Great pianist, great author, great creator of atmospheres: this is, and perhaps more, the Astigiano Paolo Conte. It's hard not to love him, impossible to speak ill of him.
Before the great success (and rightful triumph) of "Paris Milonga," in the blessed year of 1979, Conte recorded "Un gelato al limon," an ethereal, sensual, almost metaphysical album. Sounds and atmospheres from another era: while Italy is ablaze (the Br) and Bettino Craxi is preparing to reign over Italy for almost a decade, Conte narrates stories, loves, and lives from the mid-Forties. Women, whisky, prostitutes, gangsters, theater, cinema, and a slightly more modern touch, Bartali, the emblem of an Italy shaken by war and perhaps ready for a slightly better future. How are atmospheres built? Simple, with memory. Conte remembers, narrates, then performs. Through the clear memory of a childhood, an adolescence, a love, Conte dispenses with the classic instruments so dear to our bel canto (guitar, violins, drums) with one exception: the piano, using ancient and evocative instruments: marimba, honky tonk, kazoo, bass, clarinet, bass clarinet, flugelhorn, violas, cellos, accordions.
Superb stories of mischievous tangos, romantic showers at public baths, sensual balconies, vicious and haughty women. The tracks, needless to say, are magnificent: "Bartali" is the track that redeems, and restarts, a career (albeit glorious and enviable) and tells wonderfully, without frills or flirtations, the vices and virtues of an Italy that sees, somewhat blindly, in sports, and in cycling, the redemption of an entire life ("O how much road in my sandals, how much Bartali must have traveled") and then concludes patriotically ("With the French getting angry, and newspapers flying"); also worth delving into is "Gelato al limon" a dizzying, almost symphonic work that tells of journeys, mirages, illusions, hopes, and love ("Woman entering my life, with a suitcase of perplexities, ah do not fear that it's already over, there are still many things this man will give you") in which Conte's brilliant pianistic musicality seems to want to elevate to the seventh heaven an already beautiful track. Between tenderness and melancholy, "Un gelato al limon" unfolds through memory and fantasy: an exceptional album, a high-class experiment, a monument dedicated to memory and freedom, legitimate and exemplary, to fantasize without limits or boundaries.

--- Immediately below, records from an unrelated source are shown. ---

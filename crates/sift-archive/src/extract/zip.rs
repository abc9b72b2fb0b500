use std::io::{Read, Seek};

use crate::error::{Error, Result};
use crate::extract::{EntrySource, Flow, PendingEntry, PendingKind};
use crate::format::ArchiveFormat;

const S_IFMT: u32 = 0o170000;
const S_IFLNK: u32 = 0o120000;
const S_IFREG: u32 = 0o100000;
const S_IFDIR: u32 = 0o040000;

pub(crate) struct ZipSource<R: Read + Seek> {
    archive: zip::ZipArchive<R>,
}

impl<R: Read + Seek> ZipSource<R> {
    pub fn new(reader: R) -> Result<Self> {
        let archive = zip::ZipArchive::new(reader).map_err(|e| Error::Corrupted(e.to_string()))?;
        Ok(Self { archive })
    }
}

impl<R: Read + Seek> EntrySource for ZipSource<R> {
    fn format(&self) -> ArchiveFormat {
        ArchiveFormat::Zip
    }

    fn visit(&mut self, visit: &mut dyn FnMut(PendingEntry<'_>) -> Result<Flow>) -> Result<()> {
        for index in 0..self.archive.len() {
            let mut file = self
                .archive
                .by_index(index)
                .map_err(|e| Error::Corrupted(e.to_string()))?;

            let raw_path = file.name().to_string();
            let size = file.size();
            let mode = file.unix_mode();
            let file_type = mode.map(|m| m & S_IFMT);

            let kind = if file.is_dir() || file_type == Some(S_IFDIR) {
                PendingKind::Directory
            } else if file_type == Some(S_IFLNK) {
                let mut target = String::new();
                file.read_to_string(&mut target)
                    .map_err(|e| Error::Corrupted(e.to_string()))?;
                PendingKind::Symlink { target }
            } else if matches!(file_type, None | Some(0) | Some(S_IFREG)) {
                PendingKind::File
            } else {
                PendingKind::Special
            };

            let pending = PendingEntry {
                raw_path,
                size,
                mode: mode.map(|m| m & 0o7777),
                kind,
                reader: &mut file,
            };
            if visit(pending)? == Flow::Stop {
                break;
            }
        }
        Ok(())
    }
}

An almost Olympic album, perhaps a bit weary towards the end ("Uomo camion" is clearly inferior to the rest of the record) but which seems not to want to, and not to be able to, go out of fashion despite the passing years.
This album, in my view, marks a move towards the completeness of Conte’s musical style.
An almost wonderful CD, to be listened to without skipping tracks.